何の説明もしなかったが、子ども達は黙々と資料を読み、原稿用紙に鉛筆を走らせていた。
心に響くものがあったのだと思う。

↓ 初発の感想 ↓
・生きているって素晴らしいと思う。なぜなら、つまんないとか、人生おもしろくないとか言ってても、
生きている限り好きな物を食べたり、大好きな人とおしゃべりしたりできる。だから私はそれ以上幸
せなことはないと思った。だから「死のう」とか思っている人は、病気で今にも死にそうなのに頑張っ
て生きている人に失礼だと思う。私はあと何十年も生きてゆけるんだから、残りの命を大好きな物を
食べて大好きなことをしたり、大好きな人とおしゃべりしたりして、残りの命を悔いなく幸せに生きて
ゆきたい。

・改めて私は幸せなんだなあと思った。それなのに「持久走や縄跳びがいやだ。」なんて毎日のよう
に言っている自分が情けない。普通に何不自由なくこうして暮らせている事が、どれだけ幸せな事か、
この資料を読んで良く分かった。羽純さん達のように、生きたくても生きられない人は、この世にたく
さんいるのに、まだ全然生きていける人が自分から死のうとする人、自分のストレス発散のために無
差別に人を殺す人、もっと命を大切にするべきだ。

・命を大切にしたい。大切な人を亡くしても一生懸命がんばりたい。

・命はとっても大切にしなきゃいけない。それに他人の命も大切にしないといけない。ぼくは大切な人
を亡くしたことはない。でも佐江子さんの日記を読んで、大切な人の死は本当に悲しいんだなと思った。

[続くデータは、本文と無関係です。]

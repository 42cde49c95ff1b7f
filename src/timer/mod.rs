//! Timers
use crate::mmio::{Register, RegisterBus};
use crate::pac;

pub mod pins;
pub mod qei;

/// Counter enable
pub(crate) const CR1_CEN: u32 = 1 << 0;
/// Direction, set while counting down
pub(crate) const CR1_DIR: u32 = 1 << 4;
/// Slave mode selection
pub(crate) const SMCR_SMS: u32 = 0b111;
/// CC1S and CC2S channel selection fields
pub(crate) const CCMR1_CC12S: u32 = (0b11 << 8) | 0b11;
/// CC1S = 0b01 (IC1 mapped on TI1), CC2S = 0b01 (IC2 mapped on TI2)
pub(crate) const CCMR1_CC12S_TI: u32 = (0b01 << 8) | 0b01;
/// Capture/compare 1 polarity
pub(crate) const CCER_CC1P: u32 = 1 << 1;

/// Timer able to decode a quadrature encoder
#[cfg_attr(feature = "defmt", derive(defmt::Format))]
#[derive(Copy, Clone, Debug, PartialEq, Eq, PartialOrd, Ord, Hash)]
pub enum Timer {
    Tim1,
    Tim2,
    Tim3,
    Tim4,
}

impl Timer {
    /// Start of the timer's register block
    pub fn base(self) -> usize {
        match self {
            Timer::Tim1 => pac::TIM1::ptr() as usize,
            Timer::Tim2 => pac::TIM2::ptr() as usize,
            Timer::Tim3 => pac::TIM3::ptr() as usize,
            Timer::Tim4 => pac::TIM4::ptr() as usize,
        }
    }
}

/// Timer registers used in encoder mode
#[cfg_attr(feature = "defmt", derive(defmt::Format))]
#[derive(Copy, Clone, Debug, PartialEq, Eq, PartialOrd, Ord, Hash)]
pub enum TimerRegister {
    /// Control register 1
    Cr1,
    /// Slave mode control register
    Smcr,
    /// Capture/compare mode register 1
    Ccmr1,
    /// Capture/compare enable register
    Ccer,
    /// Counter
    Cnt,
}

impl TimerRegister {
    pub const fn offset(self) -> usize {
        match self {
            TimerRegister::Cr1 => 0x00,
            TimerRegister::Smcr => 0x08,
            TimerRegister::Ccmr1 => 0x18,
            TimerRegister::Ccer => 0x20,
            TimerRegister::Cnt => 0x24,
        }
    }
}

/// Timer peripheral
pub trait Instance: crate::Sealed {
    const ID: Timer;

    const CR1: Register = Register::Timer(Self::ID, TimerRegister::Cr1);
    const SMCR: Register = Register::Timer(Self::ID, TimerRegister::Smcr);
    const CCMR1: Register = Register::Timer(Self::ID, TimerRegister::Ccmr1);
    const CCER: Register = Register::Timer(Self::ID, TimerRegister::Ccer);
    const CNT: Register = Register::Timer(Self::ID, TimerRegister::Cnt);
}

pub(super) mod private {
    use super::*;

    pub trait TimerBase {
        /// Pauses timer
        fn pause<B: RegisterBus>(bus: &B);

        /// Resumes timer
        fn resume<B: RegisterBus>(bus: &B);

        /// Whether the counter is enabled
        fn is_running<B: RegisterBus>(bus: &B) -> bool;
    }

    impl<TIM: Instance> TimerBase for TIM {
        fn pause<B: RegisterBus>(bus: &B) {
            bus.clear_bits(TIM::CR1, CR1_CEN);
        }

        fn resume<B: RegisterBus>(bus: &B) {
            bus.set_bits(TIM::CR1, CR1_CEN);
        }

        fn is_running<B: RegisterBus>(bus: &B) -> bool {
            bus.read(TIM::CR1) & CR1_CEN != 0
        }
    }
}

macro_rules! timers {
    ($($TIM:ident: $id:ident,)+) => {
        $(
            impl crate::Sealed for pac::$TIM {}

            impl Instance for pac::$TIM {
                const ID: Timer = Timer::$id;
            }
        )+
    }
}

timers! {
    TIM1: Tim1,
    TIM2: Tim2,
    TIM3: Tim3,
    TIM4: Tim4,
}

#[cfg(test)]
mod tests {
    use super::private::TimerBase;
    use super::*;
    use crate::mock::MockRegisters;
    use crate::pac::{TIM1, TIM2, TIM3, TIM4};

    #[test]
    fn bases_match_the_device_peripherals() {
        assert_eq!(Timer::Tim1.base(), 0x4001_2C00);
        assert_eq!(Timer::Tim2.base(), 0x4000_0000);
        assert_eq!(Timer::Tim3.base(), 0x4000_0400);
        assert_eq!(Timer::Tim4.base(), 0x4000_0800);
    }

    #[test]
    fn register_map() {
        assert_eq!(TIM1::CR1.address(), 0x4001_2C00);
        assert_eq!(TIM1::SMCR.address(), 0x4001_2C08);
        assert_eq!(TIM1::CCMR1.address(), 0x4001_2C18);
        assert_eq!(TIM1::CCER.address(), 0x4001_2C20);
        assert_eq!(TIM1::CNT.address(), 0x4001_2C24);
        assert_eq!(TIM2::CNT.address(), 0x4000_0024);
        assert_eq!(TIM3::CNT.address(), 0x4000_0424);
        assert_eq!(TIM4::CNT.address(), 0x4000_0824);
    }

    #[test]
    fn bit_patterns() {
        assert_eq!(!CCMR1_CC12S, 0xFFFF_FCFC);
        assert_eq!(CCMR1_CC12S_TI, 0x0101);
        assert_eq!(!SMCR_SMS, 0xFFFF_FFF8);
        assert_eq!(!CR1_CEN, 0xFFFF_FFFE);
    }

    #[test]
    fn pause_and_resume_only_touch_cen() {
        let regs = MockRegisters::new();
        regs.preset(TIM1::CR1, 0x0081);

        TIM1::pause(&regs);
        assert_eq!(regs.peek(TIM1::CR1), 0x0080);
        assert!(!TIM1::is_running(&regs));

        TIM1::resume(&regs);
        assert_eq!(regs.peek(TIM1::CR1), 0x0081);
        assert!(TIM1::is_running(&regs));
    }
}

・二年生くらいの時、祖父が肺炎で亡くなった。その頃はまだ死というものを完全には理解できていな
かった。誰かが死ぬということに関心がなかった。「この命の輝きを」の資料や日野原さんの事などを
知って、初めて死を考えるようになった。

・佐江子さんが手術の直前に書いた詩の「大切な人を亡くした時、自分は強くなる」というのは、すごい
なぁと思った。本当に大切な人を亡くしたから、こういう詩が書けるんだなぁと思った。「心臓病の子ども
を守る会」のお母さんからの手紙は、自分が心臓病に罹ってなくても、その苦しさをよく分からせてくれ
た。羽純さんの遺言では、まだ20歳なのに、まだ未来があるのに心臓病で亡くなるなんてとても気の
毒だった。幸せの実感を教えてもらった。

・どんな病気にかかっていても差別してはいけない。

・見た目では分からなくても、もしかしたらそういう人や、そういう子ども達がいるんだなということを、い
つも忘れないで下さい。」私はこの一文を見て、「この人は強そうじゃないから入れない。」とか、見た目
だけで判断するのは絶対によくないと思った。

・佐江子さんが手術前に書いた日記の意味がよく分かる。おばあちゃんが病気で亡くなった時、お母さ
んはとても悲しそうだった。それは大切な人を亡くした悲しみだった。心臓病の子どもをいじめたり、差別
をしたりしてはいけない。それが人間だと思う。

・病気の人は、いつ死ぬか分からないから時間を大切にしようって普段から思っているかもしれないけど、
元気な人はなかなか死について考えにくいと思う。でも私は今、病気にもならず元気に暮らせていたり、
家にいて暇だなと思えたりするのは、とても幸せなことなのかなと思った。

・私は大切な人を亡くしたことがある。だから佐江子さんの気持ちがよく分かる。

・羽純さんが手術の直前に書いた詩は、ずっと覚えておきたい。「エルマおばあさん」の話のように、羽純
さんも自分の死を受け入れていたのだと思う。



わずか10分の自習タイムだったが、皆集中して原稿用紙に向かっていた。
人の死が周囲に与える悲しみに共感したり、死に直面した人の気持ちを想像したりできた子どもが多かった。
普段、生のエネルギーに満ちた子ども達だが、死は、一人の例外もなく、誰の元にも平等に訪れる。
様々な死を知ったり、死について考えたりすることは、今ある生への感謝と喜びを我々に教えてくれていると言えるだろう。

この単元の学習を通して、生きる喜びに満ちた生き方をしたいと考える子どもが、一人でも多く育ってほしいと思う。
次回は、みんなの感想文を読み合って、それぞれの持つ「生」のイメージや希望・期待について話し合う。